Data extracted from a collection
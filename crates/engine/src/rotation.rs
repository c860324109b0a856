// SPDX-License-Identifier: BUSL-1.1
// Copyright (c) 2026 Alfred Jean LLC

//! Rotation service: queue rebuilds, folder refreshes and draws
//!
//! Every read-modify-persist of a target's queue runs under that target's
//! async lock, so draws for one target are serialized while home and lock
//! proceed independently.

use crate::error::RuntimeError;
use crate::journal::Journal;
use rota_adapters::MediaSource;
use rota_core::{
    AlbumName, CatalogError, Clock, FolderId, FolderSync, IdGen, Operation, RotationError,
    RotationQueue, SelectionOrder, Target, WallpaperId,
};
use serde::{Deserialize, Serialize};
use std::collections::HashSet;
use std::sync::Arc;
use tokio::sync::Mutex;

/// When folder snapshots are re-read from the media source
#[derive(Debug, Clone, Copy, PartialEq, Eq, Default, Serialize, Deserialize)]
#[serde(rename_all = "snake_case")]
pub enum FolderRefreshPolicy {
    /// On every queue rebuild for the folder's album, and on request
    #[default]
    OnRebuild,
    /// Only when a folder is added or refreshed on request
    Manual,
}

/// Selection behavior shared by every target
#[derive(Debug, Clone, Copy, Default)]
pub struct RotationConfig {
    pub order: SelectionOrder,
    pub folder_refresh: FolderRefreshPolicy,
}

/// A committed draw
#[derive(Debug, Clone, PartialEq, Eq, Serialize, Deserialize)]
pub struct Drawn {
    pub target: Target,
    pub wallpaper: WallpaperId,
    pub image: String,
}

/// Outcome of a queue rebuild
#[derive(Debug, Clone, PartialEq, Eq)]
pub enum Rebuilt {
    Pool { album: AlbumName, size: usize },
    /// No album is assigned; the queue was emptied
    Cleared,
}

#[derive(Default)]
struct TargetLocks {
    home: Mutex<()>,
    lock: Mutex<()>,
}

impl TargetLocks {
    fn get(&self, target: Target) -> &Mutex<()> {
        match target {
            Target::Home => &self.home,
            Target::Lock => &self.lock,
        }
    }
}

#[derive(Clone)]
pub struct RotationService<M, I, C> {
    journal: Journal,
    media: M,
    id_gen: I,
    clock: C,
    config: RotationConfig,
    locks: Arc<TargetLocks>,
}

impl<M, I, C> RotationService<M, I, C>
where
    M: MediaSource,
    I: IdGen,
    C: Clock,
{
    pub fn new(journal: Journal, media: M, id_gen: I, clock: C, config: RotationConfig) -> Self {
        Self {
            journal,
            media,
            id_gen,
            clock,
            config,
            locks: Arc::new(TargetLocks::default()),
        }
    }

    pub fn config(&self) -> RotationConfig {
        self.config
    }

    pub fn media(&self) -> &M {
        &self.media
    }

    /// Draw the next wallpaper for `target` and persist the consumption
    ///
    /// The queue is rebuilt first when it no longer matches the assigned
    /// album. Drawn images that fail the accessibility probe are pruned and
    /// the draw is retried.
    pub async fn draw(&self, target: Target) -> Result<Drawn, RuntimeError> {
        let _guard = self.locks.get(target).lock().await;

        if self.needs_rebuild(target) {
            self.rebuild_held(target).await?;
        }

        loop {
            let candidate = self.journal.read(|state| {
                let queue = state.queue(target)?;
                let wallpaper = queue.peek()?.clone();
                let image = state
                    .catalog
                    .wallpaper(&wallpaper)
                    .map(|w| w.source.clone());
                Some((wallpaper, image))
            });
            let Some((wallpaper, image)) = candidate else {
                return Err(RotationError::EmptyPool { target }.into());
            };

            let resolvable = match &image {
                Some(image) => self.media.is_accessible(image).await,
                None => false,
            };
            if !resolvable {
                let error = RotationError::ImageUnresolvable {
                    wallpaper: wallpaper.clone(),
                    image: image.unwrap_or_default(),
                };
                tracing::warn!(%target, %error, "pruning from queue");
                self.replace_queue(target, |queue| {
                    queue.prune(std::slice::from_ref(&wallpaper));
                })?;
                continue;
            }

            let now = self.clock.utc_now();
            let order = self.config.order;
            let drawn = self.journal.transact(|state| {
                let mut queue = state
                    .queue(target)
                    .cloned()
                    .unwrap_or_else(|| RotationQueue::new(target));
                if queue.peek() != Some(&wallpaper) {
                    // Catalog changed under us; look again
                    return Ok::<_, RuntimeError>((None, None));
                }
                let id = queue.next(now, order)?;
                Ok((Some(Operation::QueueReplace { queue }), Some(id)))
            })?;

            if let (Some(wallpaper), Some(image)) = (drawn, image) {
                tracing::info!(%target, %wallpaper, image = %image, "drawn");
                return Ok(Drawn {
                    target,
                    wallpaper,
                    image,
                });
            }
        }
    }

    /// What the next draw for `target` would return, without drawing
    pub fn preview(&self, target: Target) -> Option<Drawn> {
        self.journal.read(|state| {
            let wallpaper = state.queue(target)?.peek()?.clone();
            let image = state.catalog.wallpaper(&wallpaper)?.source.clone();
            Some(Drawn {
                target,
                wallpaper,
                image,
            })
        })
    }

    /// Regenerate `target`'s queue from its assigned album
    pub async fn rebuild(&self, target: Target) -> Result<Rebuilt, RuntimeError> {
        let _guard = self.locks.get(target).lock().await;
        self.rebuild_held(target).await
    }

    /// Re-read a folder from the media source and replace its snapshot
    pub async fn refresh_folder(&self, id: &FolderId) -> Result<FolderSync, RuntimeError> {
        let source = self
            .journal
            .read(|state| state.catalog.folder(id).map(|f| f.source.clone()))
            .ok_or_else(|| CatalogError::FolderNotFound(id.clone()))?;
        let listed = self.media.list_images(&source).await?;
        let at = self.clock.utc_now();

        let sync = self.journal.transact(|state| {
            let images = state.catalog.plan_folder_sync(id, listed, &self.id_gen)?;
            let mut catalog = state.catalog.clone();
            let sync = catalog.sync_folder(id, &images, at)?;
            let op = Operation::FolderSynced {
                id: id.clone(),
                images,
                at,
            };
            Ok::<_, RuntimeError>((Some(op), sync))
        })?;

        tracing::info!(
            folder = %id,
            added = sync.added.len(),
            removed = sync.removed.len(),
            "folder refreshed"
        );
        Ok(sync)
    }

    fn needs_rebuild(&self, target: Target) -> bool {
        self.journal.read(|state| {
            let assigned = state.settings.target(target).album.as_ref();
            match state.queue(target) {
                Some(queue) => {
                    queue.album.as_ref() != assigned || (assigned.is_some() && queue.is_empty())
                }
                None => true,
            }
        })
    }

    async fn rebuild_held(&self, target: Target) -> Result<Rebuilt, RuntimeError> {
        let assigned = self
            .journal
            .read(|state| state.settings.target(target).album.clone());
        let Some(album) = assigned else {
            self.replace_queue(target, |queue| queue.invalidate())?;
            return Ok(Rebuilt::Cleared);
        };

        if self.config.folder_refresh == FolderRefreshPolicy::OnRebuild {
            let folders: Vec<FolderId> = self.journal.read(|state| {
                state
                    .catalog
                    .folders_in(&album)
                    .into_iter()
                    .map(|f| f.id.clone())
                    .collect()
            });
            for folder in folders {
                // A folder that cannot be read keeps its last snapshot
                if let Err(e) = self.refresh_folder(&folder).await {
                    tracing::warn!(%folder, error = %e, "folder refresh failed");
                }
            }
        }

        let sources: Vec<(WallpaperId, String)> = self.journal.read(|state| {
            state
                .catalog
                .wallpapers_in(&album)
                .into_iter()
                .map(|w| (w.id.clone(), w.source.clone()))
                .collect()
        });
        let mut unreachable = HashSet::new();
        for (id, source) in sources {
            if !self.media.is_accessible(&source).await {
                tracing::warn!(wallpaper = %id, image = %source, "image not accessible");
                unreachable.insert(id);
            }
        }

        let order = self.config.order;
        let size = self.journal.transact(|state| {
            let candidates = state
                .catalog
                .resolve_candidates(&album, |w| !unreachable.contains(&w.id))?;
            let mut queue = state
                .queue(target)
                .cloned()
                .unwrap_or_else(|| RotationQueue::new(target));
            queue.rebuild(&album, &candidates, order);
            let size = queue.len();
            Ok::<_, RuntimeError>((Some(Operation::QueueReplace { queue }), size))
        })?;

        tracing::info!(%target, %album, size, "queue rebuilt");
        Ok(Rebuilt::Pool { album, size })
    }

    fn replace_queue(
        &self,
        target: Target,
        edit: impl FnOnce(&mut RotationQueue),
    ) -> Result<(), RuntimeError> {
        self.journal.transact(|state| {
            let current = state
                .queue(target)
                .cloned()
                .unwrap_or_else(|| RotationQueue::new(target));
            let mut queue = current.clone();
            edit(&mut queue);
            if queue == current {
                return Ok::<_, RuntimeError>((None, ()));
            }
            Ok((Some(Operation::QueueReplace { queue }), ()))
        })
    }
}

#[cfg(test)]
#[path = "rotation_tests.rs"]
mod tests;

* * *

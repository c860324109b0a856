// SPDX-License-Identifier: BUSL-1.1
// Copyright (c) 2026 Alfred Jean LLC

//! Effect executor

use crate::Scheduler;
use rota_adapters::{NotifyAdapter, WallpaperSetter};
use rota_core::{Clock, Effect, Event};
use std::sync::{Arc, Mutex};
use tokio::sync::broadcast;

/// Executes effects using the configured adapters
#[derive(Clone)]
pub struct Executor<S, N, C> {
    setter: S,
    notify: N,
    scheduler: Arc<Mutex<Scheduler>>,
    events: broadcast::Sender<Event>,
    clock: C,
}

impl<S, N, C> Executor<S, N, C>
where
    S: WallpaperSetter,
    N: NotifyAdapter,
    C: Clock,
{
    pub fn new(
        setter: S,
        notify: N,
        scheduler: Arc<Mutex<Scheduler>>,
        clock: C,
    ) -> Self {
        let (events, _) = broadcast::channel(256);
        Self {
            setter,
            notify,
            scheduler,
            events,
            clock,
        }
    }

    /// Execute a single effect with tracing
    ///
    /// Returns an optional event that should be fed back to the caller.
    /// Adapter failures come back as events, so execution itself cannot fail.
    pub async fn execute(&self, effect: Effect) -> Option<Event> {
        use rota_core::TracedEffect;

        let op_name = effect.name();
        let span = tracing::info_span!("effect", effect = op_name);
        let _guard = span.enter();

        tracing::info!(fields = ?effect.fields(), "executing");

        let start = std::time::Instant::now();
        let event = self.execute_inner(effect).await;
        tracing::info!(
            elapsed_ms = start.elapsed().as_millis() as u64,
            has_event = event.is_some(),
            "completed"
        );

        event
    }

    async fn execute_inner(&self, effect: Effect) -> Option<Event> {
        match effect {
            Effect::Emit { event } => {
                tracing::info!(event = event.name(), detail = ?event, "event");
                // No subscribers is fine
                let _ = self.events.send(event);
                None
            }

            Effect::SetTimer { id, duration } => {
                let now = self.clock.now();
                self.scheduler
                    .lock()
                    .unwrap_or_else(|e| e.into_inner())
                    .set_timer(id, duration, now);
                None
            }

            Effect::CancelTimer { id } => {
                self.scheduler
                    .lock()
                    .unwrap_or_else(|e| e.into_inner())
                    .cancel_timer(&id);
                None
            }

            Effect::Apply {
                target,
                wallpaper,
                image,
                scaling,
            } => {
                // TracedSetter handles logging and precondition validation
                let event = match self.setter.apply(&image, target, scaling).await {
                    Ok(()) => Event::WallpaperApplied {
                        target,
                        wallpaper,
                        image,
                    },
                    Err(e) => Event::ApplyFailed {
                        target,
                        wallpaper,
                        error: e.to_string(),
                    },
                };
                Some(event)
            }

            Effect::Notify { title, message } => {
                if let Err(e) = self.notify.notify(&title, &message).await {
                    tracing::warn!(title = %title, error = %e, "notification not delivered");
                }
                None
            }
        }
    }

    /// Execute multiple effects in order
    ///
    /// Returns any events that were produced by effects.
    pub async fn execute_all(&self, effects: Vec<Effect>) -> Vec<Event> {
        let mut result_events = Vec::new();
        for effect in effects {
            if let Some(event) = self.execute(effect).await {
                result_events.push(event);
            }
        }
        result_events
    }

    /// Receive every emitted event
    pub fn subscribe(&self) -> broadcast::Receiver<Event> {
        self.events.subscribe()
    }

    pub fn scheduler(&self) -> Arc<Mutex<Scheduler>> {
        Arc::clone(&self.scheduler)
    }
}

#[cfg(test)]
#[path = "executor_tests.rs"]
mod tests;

_What you will do_.
Copy out the lines above that hold the string "request".

_Result below_.
    /// On every queue rebuild for the folder's album, and on request
    /// Only when a folder is added or refreshed on request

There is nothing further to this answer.